Be sure to visit our youtube channel, where we have a handful of tutorials explaining how we use both Land.ID & Google Earth for land flipping!

Once you have successfully setup your Land.ID account, go ahead and open the program.

Select “Create New Map” at the top of the page.

For the sake of this tutorial, we are going to focus on an area that we know has slope; West Virginia.

After you’ve pulled up West Virginia, we are going to add Overlays to the map.

For this tutorial, keep Parcels (top right) set to On.

Now, on the left hand side of the window, you’ll see an option for Overlays. Make sure BOTH Contour Lines and County Lines overlays are ON.

You should now see contour lines (how many feet above sea level) on your map.
Now you’re ready to look for a parcel but it is key that you find one that has good road frontage

You can see in the example below that we have found a property with a road in front of it. 

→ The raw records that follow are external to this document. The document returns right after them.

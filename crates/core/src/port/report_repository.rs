// Report Repository Port (Interface)

use async_trait::async_trait;

use crate::domain::{Report, ReportId};
use crate::error::Result;

/// Repository interface for Report persistence
#[async_trait]
pub trait ReportRepository: Send + Sync {
    /// Insert a new report
    async fn insert(&self, report: &Report) -> Result<()>;

    /// Update an existing report
    async fn update(&self, report: &Report) -> Result<()>;

    /// Find report by ID
    async fn find_by_id(&self, id: &ReportId) -> Result<Option<Report>>;

    /// Find report by its unique slug
    async fn find_by_slug(&self, slug: &str) -> Result<Option<Report>>;

    /// All reports in display order
    async fn list(&self) -> Result<Vec<Report>>;

    /// Enabled, schedule-enabled reports due at or before `now_millis`,
    /// in stable display order
    async fn find_due(&self, now_millis: i64) -> Result<Vec<Report>>;

    /// Record a generation pass: `last_generated_at` and the newly
    /// computed `next_scheduled_at`
    async fn set_schedule_state(
        &self,
        id: &ReportId,
        last_generated_at: i64,
        next_scheduled_at: Option<i64>,
    ) -> Result<()>;

    /// Delete one report
    async fn delete(&self, id: &ReportId) -> Result<()>;
}

// ============================================================================
// Mock Implementations for Testing
// ============================================================================

pub mod mocks {
    use super::*;
    use crate::error::AppError;
    use std::collections::HashMap;
    use std::sync::Mutex;

    /// In-memory report repository for tests
    #[derive(Default)]
    pub struct MemoryReportRepository {
        reports: Mutex<HashMap<String, Report>>,
    }

    impl MemoryReportRepository {
        pub fn new() -> Self {
            Self::default()
        }
    }

    fn display_order(reports: &mut [Report]) {
        reports.sort_by(|a, b| {
            a.sort_order
                .cmp(&b.sort_order)
                .then(a.created_at.cmp(&b.created_at))
        });
    }

    #[async_trait]
    impl ReportRepository for MemoryReportRepository {
        async fn insert(&self, report: &Report) -> Result<()> {
            self.reports
                .lock()
                .expect("repo lock")
                .insert(report.id.clone(), report.clone());
            Ok(())
        }

        async fn update(&self, report: &Report) -> Result<()> {
            let mut reports = self.reports.lock().expect("repo lock");
            if !reports.contains_key(&report.id) {
                return Err(AppError::NotFound(format!("report {}", report.id)));
            }
            reports.insert(report.id.clone(), report.clone());
            Ok(())
        }

        async fn find_by_id(&self, id: &ReportId) -> Result<Option<Report>> {
            Ok(self.reports.lock().expect("repo lock").get(id).cloned())
        }

        async fn find_by_slug(&self, slug: &str) -> Result<Option<Report>> {
            Ok(self
                .reports
                .lock()
                .expect("repo lock")
                .values()
                .find(|r| r.slug == slug)
                .cloned())
        }

        async fn list(&self) -> Result<Vec<Report>> {
            let mut all: Vec<Report> = self
                .reports
                .lock()
                .expect("repo lock")
                .values()
                .cloned()
                .collect();
            display_order(&mut all);
            Ok(all)
        }

        async fn find_due(&self, now_millis: i64) -> Result<Vec<Report>> {
            let mut due: Vec<Report> = self
                .reports
                .lock()
                .expect("repo lock")
                .values()
                .filter(|r| {
                    r.scheduling_enabled()
                        && r.next_scheduled_at
                            .map(|at| at <= now_millis)
                            .unwrap_or(false)
                })
                .cloned()
                .collect();
            display_order(&mut due);
            Ok(due)
        }

        async fn set_schedule_state(
            &self,
            id: &ReportId,
            last_generated_at: i64,
            next_scheduled_at: Option<i64>,
        ) -> Result<()> {
            let mut reports = self.reports.lock().expect("repo lock");
            let report = reports
                .get_mut(id)
                .ok_or_else(|| AppError::NotFound(format!("report {}", id)))?;
            report.last_generated_at = Some(last_generated_at);
            report.next_scheduled_at = next_scheduled_at;
            Ok(())
        }

        async fn delete(&self, id: &ReportId) -> Result<()> {
            self.reports.lock().expect("repo lock").remove(id);
            Ok(())
        }
    }
}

Don’t forget, after you’ve selected the parcel you want to evaluate, click on Save As in the bottom left corner and then Convert to Mapped Feature and set to “Boundary”.

After clicking Convert to Mapped Feature, zoom in on your parcel until you can see the yellow numbers.

Again, these numbers are telling us how many feet above sea level the land is. 

In the example below, we can see that each slope is increasing by 20 feet.

This tells us that the parcel of land has severe slope.

To be even more precise, go to the top right of the window and select Tools. 

Click on the Perimeter Measure tool and draw a line on the map from one line to the top. 
You will see the Total Distance in the Perimeter Measure box.

Now that we have an idea of what the slope is like on this piece of land, we can dive even deeper using the 3D tool.

Click on the 3D button in the bottom right corner to get a better idea of the way the land looks. 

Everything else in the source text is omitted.